In a conversation with a well known author of Australian Rural/Regional crime fiction on twitter recently, we talked about the differences between "rural noir" and "rural crime". She clarified the difference between rural crime fiction and rural noir fiction for me perfectly - a projection from the author about the place that they are writing. In noir you get the sense that the author feels this place is without hope, lost and struggling to find a future. In rural crime there's more of a sense of affection or hope for a setting, both of which often extends to the handling and depiction of characters.
All of which makes THE STONING one of the most pitch perfect examples of that rural noir definition that you're going to come across. There's something brutal and utterly bereft about the childhood hometown of central character DS George Manolis. Cobb is now a shadow of it's past, with loss of population and prospects, stacked up against community dysfunction and the tension - and what, upon reflection really feels like shame - that comes with being the host town for a detention centre. Sure "community leaders" might have seen the centre as an exciting purveyor of jobs and a future, but it's turned out to create an "us and them" scenario which a town with very few of "us" left can do without.
The crime at the centre of the novel is shocking enough - a local schoolteacher, tied to a tree and stoned to death. There's something very medieval about the crime, and this is all that's needed for some people to connect the dots with potential suspects in the detention centre. Nicely wrapping up the idea that the killer couldn't be a local and demonising a group of people that simply don't need further demonising. Helps that there's connections between the victim and the centre.

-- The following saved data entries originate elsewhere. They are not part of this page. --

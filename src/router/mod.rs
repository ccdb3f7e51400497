pub mod route;

pub use route::Route;

use std::sync::Arc;

use tracing::{debug, error, info_span, warn, Instrument};
use uuid::Uuid;

use crate::api::{ApiRequest, ApiResponse};
use crate::error::ApiError;
use crate::flags::{FlagRepository, DEFAULT_ROOT};
use crate::handlers::{self, HandlerResult};
use crate::middleware::{AuthError, Authorizer, IDENTITY_HEADER};
use crate::store::ParameterStore;
use crate::users::{UserRecord, UserRepository, DEFAULT_USERS_KEY};

/// Where the router keeps its data and which header names the caller
#[derive(Debug, Clone)]
pub struct RouterOptions {
    pub root: String,
    pub users_key: String,
    pub identity_header: String,
    pub with_decryption: bool,
}

impl Default for RouterOptions {
    fn default() -> Self {
        Self {
            root: DEFAULT_ROOT.to_string(),
            users_key: DEFAULT_USERS_KEY.to_string(),
            identity_header: IDENTITY_HEADER.to_string(),
            with_decryption: true,
        }
    }
}

/// Stateless request dispatcher: a request envelope in, a response envelope
/// out. Nothing is kept between requests.
#[derive(Clone)]
pub struct FlagRouter {
    flags: Arc<FlagRepository>,
    users: Arc<UserRepository>,
    authorizer: Authorizer,
}

impl FlagRouter {
    pub fn new(store: Arc<dyn ParameterStore>, options: RouterOptions) -> Self {
        let flags = FlagRepository::new(store.clone(), options.root)
            .with_reserved(options.users_key.clone())
            .with_decryption(options.with_decryption);
        let users = Arc::new(
            UserRepository::new(store, options.users_key).with_decryption(options.with_decryption),
        );
        let authorizer = Authorizer::new(users.clone()).with_header(options.identity_header);

        Self {
            flags: Arc::new(flags),
            users,
            authorizer,
        }
    }

    pub fn flags(&self) -> &FlagRepository {
        &self.flags
    }

    pub fn users(&self) -> &UserRepository {
        &self.users
    }

    pub async fn handle(&self, request: ApiRequest) -> ApiResponse {
        let request_id = Uuid::new_v4();
        let span = info_span!("request", %request_id, method = %request.method, path = %request.path);

        async move {
            match self.route(&request).await {
                Ok(response) => {
                    debug!(status = response.status_code, "Request completed");
                    response
                }
                Err(err) => {
                    if err.status_code() >= 500 {
                        error!(status = err.status_code(), "Request failed: {}", err);
                    } else {
                        debug!(status = err.status_code(), "Request rejected: {}", err);
                    }
                    err.into_api_response()
                }
            }
        }
        .instrument(span)
        .await
    }

    async fn route(&self, request: &ApiRequest) -> HandlerResult {
        let Some(route) = Route::parse(&request.method, &request.path) else {
            debug!("No route matched");
            return Err(ApiError::not_found("Not found"));
        };
        debug!(route = route.name(), "Route matched");

        let caller = match route.capability() {
            Some(capability) => {
                let identity = self.authorizer.identity(&request.headers);
                match self.authorizer.check(identity.as_deref(), capability).await {
                    Ok(user) => Some(user),
                    Err(AuthError::Forbidden(msg)) => return Err(ApiError::forbidden(msg)),
                    Err(err) => {
                        warn!("Authorization lookup failed: {}", err);
                        return Err(err.into());
                    }
                }
            }
            None => None,
        };

        self.dispatch(route, caller, request.body.as_deref()).await
    }

    async fn dispatch(&self, route: Route, caller: Option<UserRecord>, body: Option<&str>) -> HandlerResult {
        let caller = || caller.clone().ok_or_else(|| ApiError::forbidden("Missing caller identity"));

        match route {
            Route::Index => handlers::system::index().await,
            Route::Docs => handlers::system::docs().await,
            Route::Health => handlers::system::health().await,

            Route::ListUsers => handlers::users::list(&self.users).await,
            Route::GetUser(id) => handlers::users::get(&self.users, &id).await,
            Route::CreateUser => handlers::users::create(&self.users, body).await,
            Route::UpdateUser(id) => handlers::users::update(&self.users, &id, body).await,
            Route::DeleteUser(id) => handlers::users::delete(&self.users, &id).await,

            Route::ListParameters => handlers::parameters::list(&self.flags).await,
            Route::ListPrefixes => handlers::parameters::prefixes(&self.flags).await,
            Route::ListByPrefix(prefix) => handlers::parameters::list_by_prefix(&self.flags, &prefix).await,
            Route::GetParameter { prefix, id } => handlers::parameters::get(&self.flags, &prefix, &id).await,
            Route::CreateParameter => handlers::parameters::create(&self.flags, &caller()?, body).await,
            Route::UpdateParameter { prefix, id } => {
                handlers::parameters::update(&self.flags, &caller()?, &prefix, &id, body).await
            }
            Route::DeleteParameter { prefix, id } => handlers::parameters::delete(&self.flags, &prefix, &id).await,
            Route::DeleteByArn(arn) => handlers::parameters::delete_by_arn(&self.flags, &arn).await,
        }
    }
}
// handlers/mod.rs - endpoint handlers behind the router
//
// Handlers receive already-authorized callers; the router resolves the
// identity and checks the route's capability before calling in here.
pub mod parameters; // /parameters/*
pub mod system;     // /, /docs, /health
pub mod users;      // /users/*

use crate::api::ApiResponse;
use crate::error::ApiError;

pub type HandlerResult = Result<ApiResponse, ApiError>;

Stepping back into the town as the "big city cop", it takes a while for Manolis to process his personal connection to Cobb, understandable really when the local population seems to spend their entire lives obsessed with alcohol, fighting, prejudice and finding anybody else to blame for their plight. The dysfunction nicely reflected by local cops - a sergeant with a drinking problem; a bereaved female constable; and an indigenous, gay young constable who is bullied by just about everybody.
There are absolutely no punches pulled by the author in THE STONING. This is Australian rural noir at it's scathing, pointed absolute best. Uncomfortable reading, it was nonetheless absolutely riveting and it nailed everything about the environment, people, weather and desperation that makes up the subgenre. The sense of place is spot on, the characters utterly believable, the action unrelenting and the reality in your face, brutal and unapologetically so.
The Stoning
A small town in outback Australia wakes to a crime of medieval savagery.
A local schoolteacher is found taped to a tree and stoned to death. Suspicion instantly falls on the refugees at the new detention centre on Cobb's northern outskirts. Tensions are high, between whites and the local indigenous community, between immigrants and the townies.
Still mourning the recent death of his father, Detective Sergeant George Manolis returns to his childhood hometown to investigate. Within minutes of his arrival, it's clear that Cobb is not the same place he left. Once it thrived, but now it's a poor and derelict dusthole, with the local police chief it deserves. And as Manolis negotiates his new colleagues' antagonism, and the simmering anger of a community destroyed by alcohol and drugs, the ghosts of his past begin to flicker to life.